─── INFORMATION SHOWN ───

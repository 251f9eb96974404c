//! Contains the [`NonRepeatConstraint`] struct for groups of cells which
//! cannot repeat digits.

use sudoku_engine::prelude::*;

/// A [`Constraint`] for a group of cells which cannot repeat digits.
///
/// With exactly nine cells the group is also a house, so house-based steps
/// (hidden singles, tuples, pointing) reason over it.
#[derive(Debug)]
pub struct NonRepeatConstraint {
    specific_name: String,
    cells: Vec<CellIndex>,
}

impl NonRepeatConstraint {
    pub fn new(specific_name: &str, cells: Vec<CellIndex>) -> Self {
        Self {
            specific_name: specific_name.to_owned(),
            cells,
        }
    }

    /// The positive (bottom-left to top-right) grid diagonal.
    pub fn from_positive_diagonal() -> Self {
        let cells = (0..SIZE)
            .map(|i| CellIndex::from_rc(SIZE - i - 1, i))
            .collect();
        Self::new("Diagonal+", cells)
    }

    /// The negative (top-left to bottom-right) grid diagonal.
    pub fn from_negative_diagonal() -> Self {
        let cells = (0..SIZE).map(|i| CellIndex::from_rc(i, i)).collect();
        Self::new("Diagonal-", cells)
    }
}

impl Constraint for NonRepeatConstraint {
    fn name(&self) -> &str {
        "Non-Repeat"
    }

    fn specific_name(&self) -> String {
        self.specific_name.clone()
    }

    fn get_weak_links(&self) -> Vec<(CandidateIndex, CandidateIndex)> {
        if self.cells.len() > 1 && self.cells.len() < SIZE {
            nonrepeat_links(self.cells.iter().copied())
        } else {
            // Nine cells become a house, which already links its members.
            Vec::new()
        }
    }

    fn get_houses(&self) -> Vec<House> {
        if self.cells.len() == SIZE {
            vec![House::new(&self.specific_name, &self.cells)]
        } else {
            Vec::new()
        }
    }

    fn constraint_hash(&self) -> String {
        format!("NonRepeat:{}", compact_name(&self.cells))
    }
}

#[cfg(test)]
mod test {
    use super::*;
    use std::sync::Arc;

    #[test]
    fn test_sudoku_x() {
        let solver = SolverBuilder::default()
            .with_constraint(Arc::new(NonRepeatConstraint::from_positive_diagonal()))
            .with_constraint(Arc::new(NonRepeatConstraint::from_negative_diagonal()))
            .with_givens_string(
                "......78............9.........................1.5.........4.....3....5.1....98...",
            )
            .build()
            .unwrap();
        assert_eq!(solver.board().houses().len(), 29);

        let solution_count = solver.find_solution_count(10000, None, None);
        assert!(solution_count.is_exact_count());
        assert_eq!(solution_count.count().unwrap(), 2);
    }

    #[test]
    fn test_diagonal_visibility() {
        let solver = SolverBuilder::default()
            .with_constraint(Arc::new(NonRepeatConstraint::from_negative_diagonal()))
            .build()
            .unwrap();

        // r1c1 now sees every diagonal cell.
        let seen = solver.board().seen_cells(CellIndex::from_rc(0, 0));
        assert!(seen.contains(&CellIndex::from_rc(8, 8)));
        assert_eq!(seen.len(), 20 + 6);
    }
}
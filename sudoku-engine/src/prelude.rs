//! Re-exports the types needed to build and run a solver.

pub use crate::board::{Board, BoardData};
pub use crate::candidate_index::{all_candidates, CandidateIndex};
pub use crate::cell_index::{all_cells, compact_name, parse_cell_groups, CellIndex};
pub use crate::constraint::Constraint;
pub use crate::elimination_list::EliminationList;
pub use crate::grid::{default_regions, BOX_SIZE, NUM_CANDIDATES, NUM_CELLS, SIZE};
pub use crate::house::House;
pub use crate::logic_result::LogicResult;
pub use crate::logical_step::all_naked_singles::AllNakedSingles;
pub use crate::logical_step::hidden_single::HiddenSingle;
pub use crate::logical_step::logical_step_desc::LogicalStepDesc;
pub use crate::logical_step::logical_step_desc_list::LogicalStepDescList;
pub use crate::logical_step::logical_step_result::LogicalStepResult;
pub use crate::logical_step::naked_single::NakedSingle;
pub use crate::logical_step::naked_tuples::NakedTuples;
pub use crate::logical_step::pointing::Pointing;
pub use crate::logical_step::simple_cell_forcing::SimpleCellForcing;
pub use crate::logical_step::step_constraints::StepConstraints;
pub use crate::logical_step::LogicalStep;
pub use crate::solver::cancellation::Cancellation;
pub use crate::solver::evaluator::ScoringPolicy;
pub use crate::solver::logical_solve_result::LogicalSolveResult;
pub use crate::solver::single_solution_result::SingleSolutionResult;
pub use crate::solver::solution_count_result::SolutionCountResult;
pub use crate::solver::solution_receiver::{
    CountSolutionReceiver, SolutionReceiver, VecSolutionReceiver,
};
pub use crate::solver::solver_builder::{BuildError, SolverBuilder};
pub use crate::solver::true_candidates_count_result::TrueCandidatesCountResult;
pub use crate::solver::{Solver, SolverInfo};
pub use crate::sum_helper::{SumCellsHelper, SumGroup};
pub use crate::value_mask::ValueMask;
pub use crate::weak_links::{nonrepeat_links, WeakLinks};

───

WHAT THE EXERCISE ASKS: Whatever appears in the listing above, write it down again exactly.

FINAL ANSWER:
repository 251f9eb96974404c
//! Contains the [`NonRepeatConstraint`] struct for groups of cells which
//! cannot repeat digits.

use sudoku_engine::prelude::*;

/// A [`Constraint`] for a group of cells which cannot repeat digits.
///
/// With exactly nine cells the group is also a house, so house-based steps
/// (hidden singles, tuples, pointing) reason over it.
#[derive(Debug)]
pub struct NonRepeatConstraint {
    specific_name: String,
    cells: Vec<CellIndex>,
}

impl NonRepeatConstraint {
    pub fn new(specific_name: &str, cells: Vec<CellIndex>) -> Self {
        Self {
            specific_name: specific_name.to_owned(),
            cells,
        }
    }

    /// The positive (bottom-left to top-right) grid diagonal.
    pub fn from_positive_diagonal() -> Self {
        let cells = (0..SIZE)
            .map(|i| CellIndex::from_rc(SIZE - i - 1, i))
            .collect();
        Self::new("Diagonal+", cells)
    }

    /// The negative (top-left to bottom-right) grid diagonal.
    pub fn from_negative_diagonal() -> Self {
        let cells = (0..SIZE).map(|i| CellIndex::from_rc(i, i)).collect();
        Self::new("Diagonal-", cells)
    }
}

impl Constraint for NonRepeatConstraint {
    fn name(&self) -> &str {
        "Non-Repeat"
    }

    fn specific_name(&self) -> String {
        self.specific_name.clone()
    }

    fn get_weak_links(&self) -> Vec<(CandidateIndex, CandidateIndex)> {
        if self.cells.len() > 1 && self.cells.len() < SIZE {
            nonrepeat_links(self.cells.iter().copied())
        } else {
            // Nine cells become a house, which already links its members.
            Vec::new()
        }
    }

    fn get_houses(&self) -> Vec<House> {
        if self.cells.len() == SIZE {
            vec![House::new(&self.specific_name, &self.cells)]
        } else {
            Vec::new()
        }
    }

    fn constraint_hash(&self) -> String {
        format!("NonRepeat:{}", compact_name(&self.cells))
    }
}

#[cfg(test)]
mod test {
    use super::*;
    use std::sync::Arc;

    #[test]
    fn test_sudoku_x() {
        let solver = SolverBuilder::default()
            .with_constraint(Arc::new(NonRepeatConstraint::from_positive_diagonal()))
            .with_constraint(Arc::new(NonRepeatConstraint::from_negative_diagonal()))
            .with_givens_string(
                "......78............9.........................1.5.........4.....3....5.1....98...",
            )
            .build()
            .unwrap();
        assert_eq!(solver.board().houses().len(), 29);

        let solution_count = solver.find_solution_count(10000, None, None);
        assert!(solution_count.is_exact_count());
        assert_eq!(solution_count.count().unwrap(), 2);
    }

    #[test]
    fn test_diagonal_visibility() {
        let solver = SolverBuilder::default()
            .with_constraint(Arc::new(NonRepeatConstraint::from_negative_diagonal()))
            .build()
            .unwrap();

        // r1c1 now sees every diagonal cell.
        let seen = solver.board().seen_cells(CellIndex::from_rc(0, 0));
        assert!(seen.contains(&CellIndex::from_rc(8, 8)));
        assert_eq!(seen.len(), 20 + 6);
    }
}
filename sudoku-engine/src/prelude.rs
//! Re-exports the types needed to build and run a solver.

pub use crate::board::{Board, BoardData};
pub use crate::candidate_index::{all_candidates, CandidateIndex};
pub use crate::cell_index::{all_cells, compact_name, parse_cell_groups, CellIndex};
pub use crate::constraint::Constraint;
pub use crate::elimination_list::EliminationList;
pub use crate::grid::{default_regions, BOX_SIZE, NUM_CANDIDATES, NUM_CELLS, SIZE};
pub use crate::house::House;
pub use crate::logic_result::LogicResult;
pub use crate::logical_step::all_naked_singles::AllNakedSingles;
pub use crate::logical_step::hidden_single::HiddenSingle;
pub use crate::logical_step::logical_step_desc::LogicalStepDesc;
pub use crate::logical_step::logical_step_desc_list::LogicalStepDescList;
pub use crate::logical_step::logical_step_result::LogicalStepResult;
pub use crate::logical_step::naked_single::NakedSingle;
pub use crate::logical_step::naked_tuples::NakedTuples;
pub use crate::logical_step::pointing::Pointing;
pub use crate::logical_step::simple_cell_forcing::SimpleCellForcing;
pub use crate::logical_step::step_constraints::StepConstraints;
pub use crate::logical_step::LogicalStep;
pub use crate::solver::cancellation::Cancellation;
pub use crate::solver::evaluator::ScoringPolicy;
pub use crate::solver::logical_solve_result::LogicalSolveResult;
pub use crate::solver::single_solution_result::SingleSolutionResult;
pub use crate::solver::solution_count_result::SolutionCountResult;
pub use crate::solver::solution_receiver::{
    CountSolutionReceiver, SolutionReceiver, VecSolutionReceiver,
};
pub use crate::solver::solver_builder::{BuildError, SolverBuilder};
pub use crate::solver::true_candidates_count_result::TrueCandidatesCountResult;
pub use crate::solver::{Solver, SolverInfo};
pub use crate::sum_helper::{SumCellsHelper, SumGroup};
pub use crate::value_mask::ValueMask;
pub use crate::weak_links::{nonrepeat_links, WeakLinks};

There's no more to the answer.